** WORK REQUIRED **
Line by line, transcribe the listing below exactly.
Start of Block
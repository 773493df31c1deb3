//! Snapshot sources: bundled demo shelf and `?snapshot=` URL fetch

use std::sync::{Arc, Mutex};

use bevy::prelude::*;
use bookshelf_core::{ShelfSnapshot, SnapshotError};
use bookshelf_scene::{SelectedTask, ShelfSource};

/// Demo shelf shipped inside the binary
pub const DEMO_SHELF: &str = include_str!("../assets/demo_shelf.json");

pub fn demo_snapshot() -> Result<ShelfSnapshot, SnapshotError> {
    ShelfSnapshot::from_json_str(DEMO_SHELF)
}

/// Plugin for loading snapshots after startup
pub struct SnapshotLoaderPlugin;

impl Plugin for SnapshotLoaderPlugin {
    fn build(&self, app: &mut App) {
        app.init_resource::<PendingSnapshot>()
            .add_systems(Startup, check_url_parameter)
            .add_systems(Update, process_pending_snapshot);
    }
}

/// Result of an in-flight fetch, filled from the async task
#[derive(Resource, Default)]
pub struct PendingSnapshot {
    pub result: Arc<Mutex<Option<Result<String, String>>>>,
    pub source: Option<String>,
    pub error: Option<String>,
}

/// Check URL for ?snapshot= parameter on startup
#[allow(unused_variables, unused_mut)]
fn check_url_parameter(mut pending: ResMut<PendingSnapshot>) {
    #[cfg(target_arch = "wasm32")]
    {
        let Some(window) = web_sys::window() else {
            return;
        };
        let Ok(location) = window.location().href() else {
            return;
        };
        if let Ok(url) = web_sys::Url::new(&location) {
            if let Some(snapshot_url) = url.search_params().get("snapshot") {
                tracing::info!("Loading snapshot from URL parameter: {}", snapshot_url);
                fetch_snapshot(&snapshot_url, pending.result.clone());
                pending.source = Some(snapshot_url);
            }
        }
    }
}

/// Replace the shown snapshot once a fetch completes
fn process_pending_snapshot(
    mut pending: ResMut<PendingSnapshot>,
    mut source: ResMut<ShelfSource>,
    mut selected: ResMut<SelectedTask>,
) {
    // Take the result from the mutex; the lock is dropped immediately
    let fetched = match pending.result.try_lock() {
        Ok(mut result) => result.take(),
        Err(_) => None,
    };
    let Some(fetched) = fetched else {
        return;
    };

    match fetched.and_then(|json| ShelfSnapshot::from_json_str(&json).map_err(|e| e.to_string())) {
        Ok(snapshot) => {
            tracing::info!(
                source = ?pending.source,
                categories = snapshot.categories.len(),
                tasks = snapshot.task_count(),
                "Snapshot fetched"
            );
            pending.error = None;
            selected.0 = None;
            source.set(snapshot);
        }
        Err(e) => {
            tracing::error!("Failed to load snapshot: {}", e);
            pending.error = Some(e);
        }
    }
}

/// Fetch snapshot JSON from a URL (async via wasm_bindgen_futures)
#[cfg(target_arch = "wasm32")]
pub fn fetch_snapshot(url: &str, pending: Arc<Mutex<Option<Result<String, String>>>>) {
    use wasm_bindgen::JsCast;

    let url = url.to_string();
    wasm_bindgen_futures::spawn_local(async move {
        let result = async {
            let window = web_sys::window().ok_or("No window")?;

            let resp = wasm_bindgen_futures::JsFuture::from(window.fetch_with_str(&url))
                .await
                .map_err(|e| format!("Fetch failed: {:?}", e))?;

            let resp: web_sys::Response = resp.dyn_into().map_err(|_| "Response cast failed")?;

            if !resp.ok() {
                return Err(format!("HTTP {}: {}", resp.status(), resp.status_text()));
            }

            let text = wasm_bindgen_futures::JsFuture::from(
                resp.text().map_err(|_| "Failed to get text")?,
            )
            .await
            .map_err(|e| format!("Text extraction failed: {:?}", e))?;

            text.as_string().ok_or_else(|| "Not a string".to_string())
        }
        .await;

        if let Ok(mut slot) = pending.lock() {
            *slot = Some(result);
        }
    });
}

#[cfg(not(target_arch = "wasm32"))]
pub fn fetch_snapshot(_url: &str, pending: Arc<Mutex<Option<Result<String, String>>>>) {
    // Native loads snapshots from disk at startup
    if let Ok(mut slot) = pending.lock() {
        *slot = Some(Err("URL fetch not supported on native".to_string()));
    }
}

#[cfg(test)]
mod tests {
    use super::*;
    use bookshelf_core::TaskId;

    fn loader_app() -> App {
        let mut app = App::new();
        app.init_resource::<ShelfSource>()
            .init_resource::<SelectedTask>()
            .init_resource::<PendingSnapshot>()
            .add_systems(Update, process_pending_snapshot);
        app
    }

    fn deliver(app: &mut App, result: Result<String, String>) {
        let slot = app.world().resource::<PendingSnapshot>().result.clone();
        *slot.lock().unwrap() = Some(result);
        app.update();
    }

    #[test]
    fn test_demo_shelf_parses() {
        let snapshot = demo_snapshot().unwrap();
        assert_eq!(snapshot.categories.len(), 4);
        // completed and archived tasks are not shelved
        assert_eq!(snapshot.task_count(), 12);
        let work = snapshot.tasks_for("Work");
        assert_eq!(work[0].name, "Reply to vendor");
        assert_eq!(work.last().unwrap().name, "Plan team offsite");
    }

    #[test]
    fn test_fetched_snapshot_replaces_source() {
        let mut app = loader_app();
        app.world_mut().resource_mut::<SelectedTask>().0 = Some(TaskId::new("1"));
        deliver(&mut app, Ok(DEMO_SHELF.to_string()));

        let source = app.world().resource::<ShelfSource>();
        assert_eq!(source.snapshot().map(|s| s.categories.len()), Some(4));
        assert!(app.world().resource::<SelectedTask>().0.is_none());
    }

    #[test]
    fn test_bad_snapshot_keeps_current_source() {
        let mut app = loader_app();
        app.world_mut().resource_mut::<ShelfSource>().set(demo_snapshot().unwrap());
        deliver(&mut app, Ok("{ not json".to_string()));

        assert!(app.world().resource::<ShelfSource>().snapshot().is_some());
        assert!(app.world().resource::<PendingSnapshot>().error.is_some());
    }

    #[cfg(not(target_arch = "wasm32"))]
    #[test]
    fn test_native_fetch_reports_error() {
        let slot = Arc::new(Mutex::new(None));
        fetch_snapshot("https://example.com/shelf.json", slot.clone());
        assert!(matches!(*slot.lock().unwrap(), Some(Err(_))));
    }
}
End of Block
** REPLY TO THE EXERCISE **
repository 773493df31c1deb3
//! Snapshot sources: bundled demo shelf and `?snapshot=` URL fetch

use std::sync::{Arc, Mutex};

use bevy::prelude::*;
use bookshelf_core::{ShelfSnapshot, SnapshotError};
use bookshelf_scene::{SelectedTask, ShelfSource};

/// Demo shelf shipped inside the binary
pub const DEMO_SHELF: &str = include_str!("../assets/demo_shelf.json");

pub fn demo_snapshot() -> Result<ShelfSnapshot, SnapshotError> {
    ShelfSnapshot::from_json_str(DEMO_SHELF)
}

/// Plugin for loading snapshots after startup
pub struct SnapshotLoaderPlugin;

impl Plugin for SnapshotLoaderPlugin {
    fn build(&self, app: &mut App) {
        app.init_resource::<PendingSnapshot>()
            .add_systems(Startup, check_url_parameter)
            .add_systems(Update, process_pending_snapshot);
    }
}

/// Result of an in-flight fetch, filled from the async task
#[derive(Resource, Default)]
pub struct PendingSnapshot {
    pub result: Arc<Mutex<Option<Result<String, String>>>>,
    pub source: Option<String>,
    pub error: Option<String>,
}

/// Check URL for ?snapshot= parameter on startup
#[allow(unused_variables, unused_mut)]
fn check_url_parameter(mut pending: ResMut<PendingSnapshot>) {
    #[cfg(target_arch = "wasm32")]
    {
        let Some(window) = web_sys::window() else {
            return;
        };
        let Ok(location) = window.location().href() else {
            return;
        };
        if let Ok(url) = web_sys::Url::new(&location) {
            if let Some(snapshot_url) = url.search_params().get("snapshot") {
                tracing::info!("Loading snapshot from URL parameter: {}", snapshot_url);
                fetch_snapshot(&snapshot_url, pending.result.clone());
                pending.source = Some(snapshot_url);
            }
        }
    }
}

/// Replace the shown snapshot once a fetch completes
fn process_pending_snapshot(
    mut pending: ResMut<PendingSnapshot>,
    mut source: ResMut<ShelfSource>,
    mut selected: ResMut<SelectedTask>,
) {
    // Take the result from the mutex; the lock is dropped immediately
    let fetched = match pending.result.try_lock() {
        Ok(mut result) => result.take(),
        Err(_) => None,
    };
    let Some(fetched) = fetched else {
        return;
    };

    match fetched.and_then(|json| ShelfSnapshot::from_json_str(&json).map_err(|e| e.to_string())) {
        Ok(snapshot) => {
            tracing::info!(
                source = ?pending.source,
                categories = snapshot.categories.len(),
                tasks = snapshot.task_count(),
                "Snapshot fetched"
            );
            pending.error = None;
            selected.0 = None;
            source.set(snapshot);
        }
        Err(e) => {
            tracing::error!("Failed to load snapshot: {}", e);
            pending.error = Some(e);
        }
    }
}

/// Fetch snapshot JSON from a URL (async via wasm_bindgen_futures)
#[cfg(target_arch = "wasm32")]
pub fn fetch_snapshot(url: &str, pending: Arc<Mutex<Option<Result<String, String>>>>) {
    use wasm_bindgen::JsCast;

    let url = url.to_string();
    wasm_bindgen_futures::spawn_local(async move {
        let result = async {
            let window = web_sys::window().ok_or("No window")?;

            let resp = wasm_bindgen_futures::JsFuture::from(window.fetch_with_str(&url))
                .await
                .map_err(|e| format!("Fetch failed: {:?}", e))?;

            let resp: web_sys::Response = resp.dyn_into().map_err(|_| "Response cast failed")?;

            if !resp.ok() {
                return Err(format!("HTTP {}: {}", resp.status(), resp.status_text()));
            }

            let text = wasm_bindgen_futures::JsFuture::from(
                resp.text().map_err(|_| "Failed to get text")?,
            )
            .await
            .map_err(|e| format!("Text extraction failed: {:?}", e))?;

            text.as_string().ok_or_else(|| "Not a string".to_string())
        }
        .await;

        if let Ok(mut slot) = pending.lock() {
            *slot = Some(result);
        }
    });
}

#[cfg(not(target_arch = "wasm32"))]
pub fn fetch_snapshot(_url: &str, pending: Arc<Mutex<Option<Result<String, String>>>>) {
    // Native loads snapshots from disk at startup
    if let Ok(mut slot) = pending.lock() {
        *slot = Some(Err("URL fetch not supported on native".to_string()));
    }
}

#[cfg(test)]
mod tests {
    use super::*;
    use bookshelf_core::TaskId;

    fn loader_app() -> App {
        let mut app = App::new();
        app.init_resource::<ShelfSource>()
            .init_resource::<SelectedTask>()
            .init_resource::<PendingSnapshot>()
            .add_systems(Update, process_pending_snapshot);
        app
    }

    fn deliver(app: &mut App, result: Result<String, String>) {
        let slot = app.world().resource::<PendingSnapshot>().result.clone();
        *slot.lock().unwrap() = Some(result);
        app.update();
    }

    #[test]
    fn test_demo_shelf_parses() {
        let snapshot = demo_snapshot().unwrap();
        assert_eq!(snapshot.categories.len(), 4);
        // completed and archived tasks are not shelved
        assert_eq!(snapshot.task_count(), 12);
        let work = snapshot.tasks_for("Work");
        assert_eq!(work[0].name, "Reply to vendor");
        assert_eq!(work.last().unwrap().name, "Plan team offsite");
    }

    #[test]
    fn test_fetched_snapshot_replaces_source() {
        let mut app = loader_app();
        app.world_mut().resource_mut::<SelectedTask>().0 = Some(TaskId::new("1"));
        deliver(&mut app, Ok(DEMO_SHELF.to_string()));

        let source = app.world().resource::<ShelfSource>();
        assert_eq!(source.snapshot().map(|s| s.categories.len()), Some(4));
        assert!(app.world().resource::<SelectedTask>().0.is_none());
    }

    #[test]
    fn test_bad_snapshot_keeps_current_source() {
        let mut app = loader_app();
        app.world_mut().resource_mut::<ShelfSource>().set(demo_snapshot().unwrap());
        deliver(&mut app, Ok("{ not json".to_string()));

        assert!(app.world().resource::<ShelfSource>().snapshot().is_some());
        assert!(app.world().resource::<PendingSnapshot>().error.is_some());
    }

    #[cfg(not(target_arch = "wasm32"))]
    #[test]
    fn test_native_fetch_reports_error() {
        let slot = Arc::new(Mutex::new(None));
        fetch_snapshot("https://example.com/shelf.json", slot.clone());
        assert!(matches!(*slot.lock().unwrap(), Some(Err(_))));
    }
}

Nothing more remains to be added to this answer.